For any two different numbers $p,q\in[1,\infty)$ find functions $f\in L^p \setminus L^q$ and $g\in L^q \setminus L^p$.
Solution: let $$f(x)=x^{-1/p}(1+|\log x|)^{-2/p}$$ Then $$\int|f|^p = \int_0^\infty x^{-1}(1+|\log x|)^{-2} = \int_0^1 x^{-1}(1-\log x)^{-2} + \int_1^\infty x^{-1}(1+\log x)^{-2} \\ =\int_{-\infty}^0 \frac {du}{(1-u)^2} = \int_1^\infty \frac {2du}{u^2}<\infty$$ Let $$g(x)=x^{-1/q}(1+|\log x|)^{-2/q}$$ Then $$\int|g|^q = \int_0^\infty x^{-1}(1+|\log x|)^{-2} = \int_0^1 x^{-1}(1-\log x)^{-2} + \int_1^\infty x^{-1}(1+\log x)^{-2} \\ = \int_{-\infty}^0 \frac {du}{(1-u)^2} = \int_1^\infty \frac {2du}{u^2}<\infty$$
Is this a correct solution, thanks.
It's a reasonable solution.

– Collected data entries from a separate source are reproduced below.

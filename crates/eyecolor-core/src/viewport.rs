//! Zoom and pan geometry for the image viewer.
//!
//! Image space is the source pixel grid. View space is the visible window:
//! content is scaled by `zoom_scale`, centred on any axis where it is
//! smaller than the view, and scrolled by `content_offset` otherwise.
//!
//! ```text
//! view  = image × zoom + frame_origin − content_offset
//! image = (view + content_offset − frame_origin) / zoom
//! ```

use glam::DVec2;
use serde::{Deserialize, Serialize};

use crate::error::{EyeColorError, Result};
use crate::geometry::Rect;

/// Maximum zoom as a multiple of the minimum (fit) zoom.
pub const DEFAULT_MAX_SCALE_FACTOR: f64 = 5.0;
/// Double-tap zooms in to this multiple of the minimum zoom.
pub const DOUBLE_TAP_ZOOM_FACTOR: f64 = 2.0;
/// Share of the view width/height a focused face should fill.
pub const FACE_FILL: DVec2 = DVec2::new(0.6, 0.65);
/// Zoom within this distance of the minimum counts as "at minimum".
const MIN_SCALE_EPSILON: f64 = 1e-9;

/// Allowed zoom range for an image inside a view.
#[derive(Debug, Clone, Copy, PartialEq, Serialize, Deserialize)]
pub struct ZoomBounds {
    pub min: f64,
    pub max: f64,
}

impl ZoomBounds {
    pub fn clamp(&self, scale: f64) -> f64 {
        scale.clamp(self.min, self.max)
    }
}

/// Compute the minimum (fit) and maximum zoom.
///
/// When image and view are both portrait or both landscape the image fills
/// the view width; otherwise the smaller of the width/height fits is used so
/// the whole image stays visible. The maximum is `max_scale_factor × min`,
/// and the minimum never exceeds it.
///
/// Sizes must be positive.
pub fn compute_zoom_bounds(image_size: DVec2, view_size: DVec2, max_scale_factor: f64) -> ZoomBounds {
    let x_scale = view_size.x / image_size.x;
    let y_scale = view_size.y / image_size.y;

    let image_portrait = image_size.y > image_size.x;
    let view_portrait = view_size.y >= view_size.x;
    let mut min = if image_portrait == view_portrait {
        x_scale
    } else {
        x_scale.min(y_scale)
    };

    let max = max_scale_factor * min;
    if min > max {
        min = max;
    }
    ZoomBounds { min, max }
}

/// Viewer configuration.
#[derive(Debug, Clone, Copy, PartialEq, Serialize, Deserialize)]
pub struct ViewportConfig {
    /// Size of the visible window in view units.
    pub view_size: DVec2,
    pub max_scale_factor: f64,
}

For extra clarity, you should mention that you work on $(0,\infty)$ with the Lebesgue measure, and what you actually construct is a function that belongs to $L^p$ only for one specific $p$. (This is something you definitely should have checked). This of course accomplishes the task. The second calculation is redundant: you could have just said that $g$ is like $f$, only with $q$ instead of $p$. No need to repeat the same integration steps.